SHAUN MICHEEL: Well, probably my low point, I got my PGA TOUR card in 1994. I was maybe a year and a half out of college. I just really struggled. I think I made four cuts, four or five cuts the first year. I lost my card and went back and was playing the TC Jordan Tour which is now the Hooters Tour.
Not that I was ever going to give up the game, but I was working on so many different things. I just wondered if that one year out on TOUR out here was just a fluke.
Then I met Stephanie -- well, Stephanie and I have known each other since she was ten years old, but she stood by me. I'd say probably she is the one that kept me going. She was a soccer player at LSU, so she knows what it's like to be in competition, and that's certainly where I wanted to be.
It just was going to take me some time, I had some things to work on, not so much with my game but with my comfort level, playing in front of a lot of people. A few years ago if you had put me in this position, I probably would have shot 85. I just was so timid. I didn't like walking around the fairway. I felt comfortable inside the ropes, but I felt almost embarrassed if I hit it outside the ropes and I hit someone, like I did today. Probably would have ruined my day. I think that part, I've been able to get through.

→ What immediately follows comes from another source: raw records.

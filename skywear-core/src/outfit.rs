//! Rule-based clothing suggestions.
//!
//! A temperature band picks the base outfit, then at most one condition rule
//! adjusts it. Both tables are evaluated top to bottom, first match wins.

use crate::model::OutfitRecommendation;

struct Band {
    /// Exclusive upper bound in °C.
    below: f64,
    top_wear: &'static str,
    bottom_wear: &'static str,
    footwear: &'static str,
    accessories: &'static [&'static str],
    advice: &'static str,
}

const BANDS: &[Band] = &[
    Band {
        below: 0.0,
        top_wear: "Heavy winter coat with sweater or thermal",
        bottom_wear: "Insulated pants or jeans with thermal underwear",
        footwear: "Insulated winter boots",
        accessories: &["Scarf", "Gloves", "Beanie or winter hat"],
        advice: "Layer up! Multiple thin layers trap heat better than one thick layer.",
    },
    Band {
        below: 10.0,
        top_wear: "Winter coat or jacket with long sleeve shirt",
        bottom_wear: "Warm pants or jeans",
        footwear: "Closed shoes or boots",
        accessories: &["Light scarf", "Gloves"],
        advice: "It's cold outside. Make sure to wear a proper jacket.",
    },
    Band {
        below: 20.0,
        top_wear: "Light jacket or sweater",
        bottom_wear: "Jeans or casual pants",
        footwear: "Sneakers or loafers",
        accessories: &["Light scarf (optional)"],
        advice: "Perfect weather for layering. Bring a light jacket that can be removed if it gets warm.",
    },
    Band {
        below: 30.0,
        top_wear: "T-shirt or short sleeve shirt",
        bottom_wear: "Light pants or shorts",
        footwear: "Sneakers or sandals",
        accessories: &[],
        advice: "Comfortable weather. Light, breathable fabrics are ideal.",
    },
];

// Anything not below 30 °C, including NaN.
const HOT: Band = Band {
    below: f64::INFINITY,
    top_wear: "Light, breathable shirt or tank top",
    bottom_wear: "Shorts or light skirt",
    footwear: "Sandals or light shoes",
    accessories: &["Hat"],
    advice: "It's hot! Wear light-colored, loose-fitting clothing to stay cool.",
};

struct Conditions<'a> {
    /// Lowercased.
    text: &'a str,
    temperature: f64,
    is_day: bool,
}

struct Override {
    applies: fn(&Conditions<'_>) -> bool,
    apply: fn(&mut OutfitRecommendation, &Conditions<'_>),
}

const OVERRIDES: &[Override] = &[
    Override {
        applies: |c| c.text.contains("rain") || c.text.contains("drizzle"),
        apply: |rec, c| {
            rec.top_wear = if c.temperature < 15.0 {
                "Waterproof jacket or raincoat with layers".to_string()
            } else {
                "Waterproof jacket or raincoat".to_string()
            };
            rec.footwear = "Waterproof boots or shoes".to_string();
            rec.accessories.push("Umbrella".to_string());
            rec.advice.push_str(" Don't forget your umbrella and waterproof footwear!");
        },
    },
    Override {
        applies: |c| c.text.contains("snow"),
        apply: |rec, _| {
            rec.top_wear = "Waterproof and insulated coat".to_string();
            rec.bottom_wear = "Waterproof pants".to_string();
            rec.footwear = "Waterproof winter boots with grip".to_string();
            rec.accessories.push("Waterproof gloves".to_string());
            rec.advice.push_str(" Wear waterproof clothing and footwear with good traction.");
        },
    },
    Override {
        applies: |c| c.text.contains("clear") && c.is_day && c.temperature > 15.0,
        apply: |rec, _| {
            rec.accessories.push("Sunglasses".to_string());
            rec.accessories.push("Sunscreen".to_string());
            rec.advice.push_str(" Don't forget sun protection!");
        },
    },
];

impl From<&Band> for OutfitRecommendation {
    fn from(band: &Band) -> Self {
        OutfitRecommendation {
            top_wear: band.top_wear.to_string(),
            bottom_wear: band.bottom_wear.to_string(),
            footwear: band.footwear.to_string(),
            accessories: band.accessories.iter().map(|a| a.to_string()).collect(),
            advice: band.advice.to_string(),
        }
    }
}

/// Suggest an outfit for `temperature_c` and a condition category such as "Rain".
pub fn recommend(temperature_c: f64, condition_main: &str, is_day: bool) -> OutfitRecommendation {
    let band = BANDS.iter().find(|b| temperature_c < b.below).unwrap_or(&HOT);
    let mut rec = OutfitRecommendation::from(band);

    let text = condition_main.to_lowercase();
    let conditions = Conditions { text: &text, temperature: temperature_c, is_day };

    if let Some(rule) = OVERRIDES.iter().find(|o| (o.applies)(&conditions)) {
        (rule.apply)(&mut rec, &conditions);
    }

    rec
}
use std::fmt::Display;

use chrono::{DateTime, TimeZone};
use serde::{Deserialize, Serialize};

#[derive(Debug, Clone, Copy, PartialEq, Eq, Default, Serialize, Deserialize)]
#[serde(rename_all = "lowercase")]
pub enum TemperatureUnit {
    #[default]
    Celsius,
    Fahrenheit,
}

impl TemperatureUnit {
    pub fn symbol(&self) -> &'static str {
        match self {
            TemperatureUnit::Celsius => "°C",
            TemperatureUnit::Fahrenheit => "°F",
        }
    }

    /// Convert a Celsius reading into this unit.
    pub fn convert(&self, celsius: f64) -> f64 {
        match self {
            TemperatureUnit::Celsius => celsius,
            TemperatureUnit::Fahrenheit => celsius_to_fahrenheit(celsius),
        }
    }

    /// Rounded reading in this unit, e.g. "72°F".
    pub fn format(&self, celsius: f64, show_unit: bool) -> String {
        // Halves round toward positive infinity, so -2.5 shows as -2.
        let value = (self.convert(celsius) + 0.5).floor();
        if show_unit {
            format!("{value}{}", self.symbol())
        } else {
            format!("{value}")
        }
    }
}

pub fn celsius_to_fahrenheit(celsius: f64) -> f64 {
    celsius * 9.0 / 5.0 + 32.0
}

pub fn ms_to_kmh(ms: f64) -> f64 {
    ms * 3.6
}

/// Rounded Celsius reading, e.g. "23°C".
pub fn format_temperature(temp: f64, show_unit: bool) -> String {
    TemperatureUnit::Celsius.format(temp, show_unit)
}

/// 12-hour clock, e.g. "3:00 PM".
pub fn format_time<Tz: TimeZone>(t: &DateTime<Tz>) -> String
where
    Tz::Offset: Display,
{
    t.format("%-I:%M %p").to_string()
}

/// Full weekday, e.g. "Monday".
pub fn format_day<Tz: TimeZone>(t: &DateTime<Tz>) -> String
where
    Tz::Offset: Display,
{
    t.format("%A").to_string()
}

/// Abbreviated weekday, e.g. "Mon".
pub fn format_short_day<Tz: TimeZone>(t: &DateTime<Tz>) -> String
where
    Tz::Offset: Display,
{
    t.format("%a").to_string()
}

#[cfg(test)]
mod tests {
    use super::*;
    use chrono::Utc;

    #[test]
    fn converts_to_fahrenheit() {
        assert_eq!(celsius_to_fahrenheit(0.0), 32.0);
        assert_eq!(celsius_to_fahrenheit(100.0), 212.0);
        assert_eq!(celsius_to_fahrenheit(-40.0), -40.0);
    }

    #[test]
    fn formats_rounded_temperature() {
        assert_eq!(format_temperature(22.5, true), "23°C");
        assert_eq!(format_temperature(-0.4, false), "0");
        assert_eq!(TemperatureUnit::Fahrenheit.format(20.0, true), "68°F");
    }

    #[test]
    fn negative_halves_round_up() {
        assert_eq!(format_temperature(-2.5, false), "-2");
        assert_eq!(format_temperature(-0.5, false), "0");
        assert_eq!(format_temperature(-2.6, true), "-3°C");
        // -20.5°C is -4.9°F
        assert_eq!(TemperatureUnit::Fahrenheit.format(-20.5, false), "-5");
    }

    #[test]
    fn wind_speed_in_kmh() {
        assert!((ms_to_kmh(10.0) - 36.0).abs() < 1e-9);
    }

    #[test]
    fn formats_clock_and_weekday() {
        let t = Utc.with_ymd_and_hms(2024, 1, 15, 15, 0, 0).single().expect("valid time");
        assert_eq!(format_time(&t), "3:00 PM");
        assert_eq!(format_day(&t), "Monday");
        assert_eq!(format_short_day(&t), "Mon");
    }
}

I just kind of turned the corner on my own, really. I just worked on my game. I won the tournament in Singapore, and I think that tournament in Singapore in 1998 was probably what turned it for me.
Q. Can you see the advantage of playing with a guy like Chad, who is pretty much in the same position, as opposed to having to play on the last day of a major in the final group with a guy who has got a major or two under his belt?
SHAUN MICHEEL: Yeah, I mean, I think my pairing tomorrow -- as I said earlier, is beneficial to me. It might be beneficial to Chad. Chad has played extremely well this year. I know he's been close to winning several times this year. Although I finished Top-10 three times, I haven't been any higher than probably eighth.
The pairing for me tomorrow I think is going to be great. I hope that we can both communicate with one another and that we both play well. I'm excited. Hopefully he's excited to play with me because I think we pretty much have the same type of game. We both hit the ball, I think, pretty straight. We both, I think, hit a lot of greens. You know, we are both out here trying to win a major championship, so it ought to be fun.
Q. With what you did on that lake ten years ago, how much coming out of that do you believe in your ability to function under the highest stress, pressure situation? Obviously that's a different kind of pressure there, but what did you learn about yourself, being able to function in a highly pressurized situation?
SHAUN MICHEEL: You mean because of that?
Q. Coming out of that, what you did that day and maybe how you carried that with you the rest of your life?
SHAUN MICHEEL: Yeah, I wish that had some bearing on how I played golf, because if it did, then I would probably play well every week.
I think about it a lot. I get asked about it a lot, so it's always on my mind. But the pressure that I feel, pulling someone out of the water is totally different. I mean, I felt sick this morning. I couldn't eat before I teed off. Teeing off at 3:05, I sat around and I didn't have much to do. I wish I felt a little bit more at ease.
What I did in that lake seemed a lot easier than what I have to go through out here because I'm battling myself. That's probably the hardest part anybody can do is to try to battle themselves. The mind can be a terrible thing sometimes. The less you can think, the better off you are. That's kind of what my dad usually says: "Keep it simple, stupid."
JULIUS MASON: Clubs you hit on your birdies and bogeys, if you can just go through that, please.
SHAUN MICHEEL: No. 1 was a 3-wood to the left rough. Pitched out. I think I had sand wedge in.
7 was a 4-wood down the fairway. I hit a 5-iron about 12 feet or so, straight down the hill.
8 was a driver off the tee. It was playing downwind, so I hit L-wedge in there, probably eight feet.
9, again, another driver off the tee. I think I had a 9-iron from about 145 yards.
12 was a 4-iron off the tee. Really, that's all you need with that wind being down and that left me with about 125 yards. I hit it, I would say 15 feet, straight down the hill.
15 was a stock 7-iron about three or four feet.
Then 16 was a pitch out with a driver out of the right rough there. I think I had 60 yards to the pin for my third shot.
17 was fortunate. I hit driver through the fairway. I was able to get enough club on it to at least get it near the green and failed to get my bunker shot up-and-down.
18 was another pitch out. I think I had 88 yards and that was an L-wedge. I had a lie that was kind of a divot but just missed the putt. First putt that I had left-to-right all day and I didn't make it.
JULIUS MASON: Thanks for coming down, Shaun.